DATA SHOWN Start Marker

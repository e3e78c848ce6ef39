use std::sync::Arc;

use parking_lot::Mutex;
use vaultcrypt::{
    CryptError, Encryptor, HsmSession, KeyConfig, KeySet, KeySource, ProviderContext,
    ProviderError, Sealed, canary::MemoryCanaryStore,
};

/// Software stand-in for a PKCS#11 device: XOR "encryption" keyed by name,
/// with a trailing checksum byte so foreign ciphertexts fail authentication.
#[derive(Default)]
struct SoftHsm {
    calls: Mutex<usize>,
}

impl SoftHsm {
    fn pad(key_name: &str) -> u8 {
        key_name.bytes().fold(0x5Au8, |acc, b| acc.wrapping_add(b))
    }
}

impl HsmSession for SoftHsm {
    fn encrypt(&self, key_name: &str, plaintext: &[u8]) -> Result<Sealed, ProviderError> {
        *self.calls.lock() += 1;
        let pad = Self::pad(key_name);
        let mut ciphertext: Vec<u8> = plaintext.iter().map(|b| b ^ pad).collect();
        ciphertext.push(pad);
        Ok(Sealed {
            ciphertext,
            nonce: vec![0; 12],
        })
    }

    fn decrypt(
        &self,
        key_name: &str,
        ciphertext: &[u8],
        _iv: &[u8],
    ) -> Result<Vec<u8>, ProviderError> {
        *self.calls.lock() += 1;
        let pad = Self::pad(key_name);
        match ciphertext.split_last() {
            Some((&tag, body)) if tag == pad => Ok(body.iter().map(|b| b ^ pad).collect()),
            _ => Err(ProviderError::Authentication),
        }
    }
}

fn internal(pw: &str, active: bool) -> KeyConfig {
    KeyConfig::internal_password(pw, "integration-salt", active)
}

fn hsm(name: &str, active: bool) -> KeyConfig {
    KeyConfig {
        active,
        source: KeySource::Hsm {
            encryption_key_name: name.into(),
        },
    }
}

#[test]
fn values_survive_a_key_cutover() {
    let store = MemoryCanaryStore::default();
    let ctx = ProviderContext::default();

    let enc = Encryptor::new(KeySet::load(&[internal("first", true)], &ctx, &store).unwrap());
    let values: Vec<_> = ["alpha", "beta", "gamma"]
        .iter()
        .map(|p| enc.encrypt(p.as_bytes()).unwrap())
        .collect();
    let old_key = enc.active_key_uuid().unwrap();

    enc.reload(
        KeySet::load(&[internal("first", false), internal("second", true)], &ctx, &store).unwrap(),
    );
    let new_key = enc.active_key_uuid().unwrap();
    assert_ne!(old_key, new_key);

    for (value, expected) in values.iter().zip(["alpha", "beta", "gamma"]) {
        // Legacy values stay readable before rotation.
        assert_eq!(enc.decrypt(value).unwrap(), expected.as_bytes());
        let rotated = enc.rotate(value).unwrap();
        assert_eq!(rotated.encryption_key_uuid, new_key);
        assert_eq!(rotated.uuid, value.uuid);
        assert_eq!(enc.decrypt(&rotated).unwrap(), expected.as_bytes());
    }
}

#[test]
fn dropping_a_key_makes_its_values_key_not_found() {
    let store = MemoryCanaryStore::default();
    let ctx = ProviderContext::default();

    let enc = Encryptor::new(KeySet::load(&[internal("first", true)], &ctx, &store).unwrap());
    let value = enc.encrypt(b"orphan").unwrap();

    enc.reload(KeySet::load(&[internal("second", true)], &ctx, &store).unwrap());
    assert!(matches!(
        enc.decrypt(&value),
        Err(CryptError::KeyNotFound(uuid)) if uuid == value.encryption_key_uuid
    ));
}

#[test]
fn hsm_and_internal_keys_coexist() {
    let store = MemoryCanaryStore::default();
    let session = Arc::new(SoftHsm::default());
    let ctx = ProviderContext::default().with_hsm_session(session.clone());

    let enc = Encryptor::new(KeySet::load(&[internal("soft", true)], &ctx, &store).unwrap());
    let legacy = enc.encrypt(b"moved to hardware").unwrap();

    enc.reload(KeySet::load(&[internal("soft", false), hsm("hsm-key-1", true)], &ctx, &store).unwrap());
    let rotated = enc.rotate(&legacy).unwrap();
    assert_eq!(enc.decrypt(&rotated).unwrap(), b"moved to hardware");
    assert!(*session.calls.lock() > 0);

    // A restart with the same configuration binds the HSM key to its canary.
    let again = KeySet::load(&[internal("soft", false), hsm("hsm-key-1", true)], &ctx, &store).unwrap();
    assert_eq!(again.active_uuid(), Some(rotated.encryption_key_uuid));
    assert!(again.disabled().is_empty());
}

DATA SHOWN End Marker

**TASK ITEM**
Please set down all the data word for word.

**SOLUTION TO THIS TASK**
repository e3e78c848ce6ef39
use std::sync::Arc;

use parking_lot::Mutex;
use vaultcrypt::{
    CryptError, Encryptor, HsmSession, KeyConfig, KeySet, KeySource, ProviderContext,
    ProviderError, Sealed, canary::MemoryCanaryStore,
};

/// Software stand-in for a PKCS#11 device: XOR "encryption" keyed by name,
/// with a trailing checksum byte so foreign ciphertexts fail authentication.
#[derive(Default)]
struct SoftHsm {
    calls: Mutex<usize>,
}

impl SoftHsm {
    fn pad(key_name: &str) -> u8 {
        key_name.bytes().fold(0x5Au8, |acc, b| acc.wrapping_add(b))
    }
}

impl HsmSession for SoftHsm {
    fn encrypt(&self, key_name: &str, plaintext: &[u8]) -> Result<Sealed, ProviderError> {
        *self.calls.lock() += 1;
        let pad = Self::pad(key_name);
        let mut ciphertext: Vec<u8> = plaintext.iter().map(|b| b ^ pad).collect();
        ciphertext.push(pad);
        Ok(Sealed {
            ciphertext,
            nonce: vec![0; 12],
        })
    }

    fn decrypt(
        &self,
        key_name: &str,
        ciphertext: &[u8],
        _iv: &[u8],
    ) -> Result<Vec<u8>, ProviderError> {
        *self.calls.lock() += 1;
        let pad = Self::pad(key_name);
        match ciphertext.split_last() {
            Some((&tag, body)) if tag == pad => Ok(body.iter().map(|b| b ^ pad).collect()),
            _ => Err(ProviderError::Authentication),
        }
    }
}

fn internal(pw: &str, active: bool) -> KeyConfig {
    KeyConfig::internal_password(pw, "integration-salt", active)
}

fn hsm(name: &str, active: bool) -> KeyConfig {
    KeyConfig {
        active,
        source: KeySource::Hsm {
            encryption_key_name: name.into(),
        },
    }
}

#[test]
fn values_survive_a_key_cutover() {
    let store = MemoryCanaryStore::default();
    let ctx = ProviderContext::default();

    let enc = Encryptor::new(KeySet::load(&[internal("first", true)], &ctx, &store).unwrap());
    let values: Vec<_> = ["alpha", "beta", "gamma"]
        .iter()
        .map(|p| enc.encrypt(p.as_bytes()).unwrap())
        .collect();
    let old_key = enc.active_key_uuid().unwrap();

    enc.reload(
        KeySet::load(&[internal("first", false), internal("second", true)], &ctx, &store).unwrap(),
    );
    let new_key = enc.active_key_uuid().unwrap();
    assert_ne!(old_key, new_key);

    for (value, expected) in values.iter().zip(["alpha", "beta", "gamma"]) {
        // Legacy values stay readable before rotation.
        assert_eq!(enc.decrypt(value).unwrap(), expected.as_bytes());
        let rotated = enc.rotate(value).unwrap();
        assert_eq!(rotated.encryption_key_uuid, new_key);
        assert_eq!(rotated.uuid, value.uuid);
        assert_eq!(enc.decrypt(&rotated).unwrap(), expected.as_bytes());
    }
}

#[test]
fn dropping_a_key_makes_its_values_key_not_found() {
    let store = MemoryCanaryStore::default();
    let ctx = ProviderContext::default();

    let enc = Encryptor::new(KeySet::load(&[internal("first", true)], &ctx, &store).unwrap());
    let value = enc.encrypt(b"orphan").unwrap();

    enc.reload(KeySet::load(&[internal("second", true)], &ctx, &store).unwrap());
    assert!(matches!(
        enc.decrypt(&value),
        Err(CryptError::KeyNotFound(uuid)) if uuid == value.encryption_key_uuid
    ));
}

#[test]
fn hsm_and_internal_keys_coexist() {
    let store = MemoryCanaryStore::default();
    let session = Arc::new(SoftHsm::default());
    let ctx = ProviderContext::default().with_hsm_session(session.clone());

    let enc = Encryptor::new(KeySet::load(&[internal("soft", true)], &ctx, &store).unwrap());
    let legacy = enc.encrypt(b"moved to hardware").unwrap();

    enc.reload(KeySet::load(&[internal("soft", false), hsm("hsm-key-1", true)], &ctx, &store).unwrap());
    let rotated = enc.rotate(&legacy).unwrap();
    assert_eq!(enc.decrypt(&rotated).unwrap(), b"moved to hardware");
    assert!(*session.calls.lock() > 0);

    // A restart with the same configuration binds the HSM key to its canary.
    let again = KeySet::load(&[internal("soft", false), hsm("hsm-key-1", true)], &ctx, &store).unwrap();
    assert_eq!(again.active_uuid(), Some(rotated.encryption_key_uuid));
    assert!(again.disabled().is_empty());
}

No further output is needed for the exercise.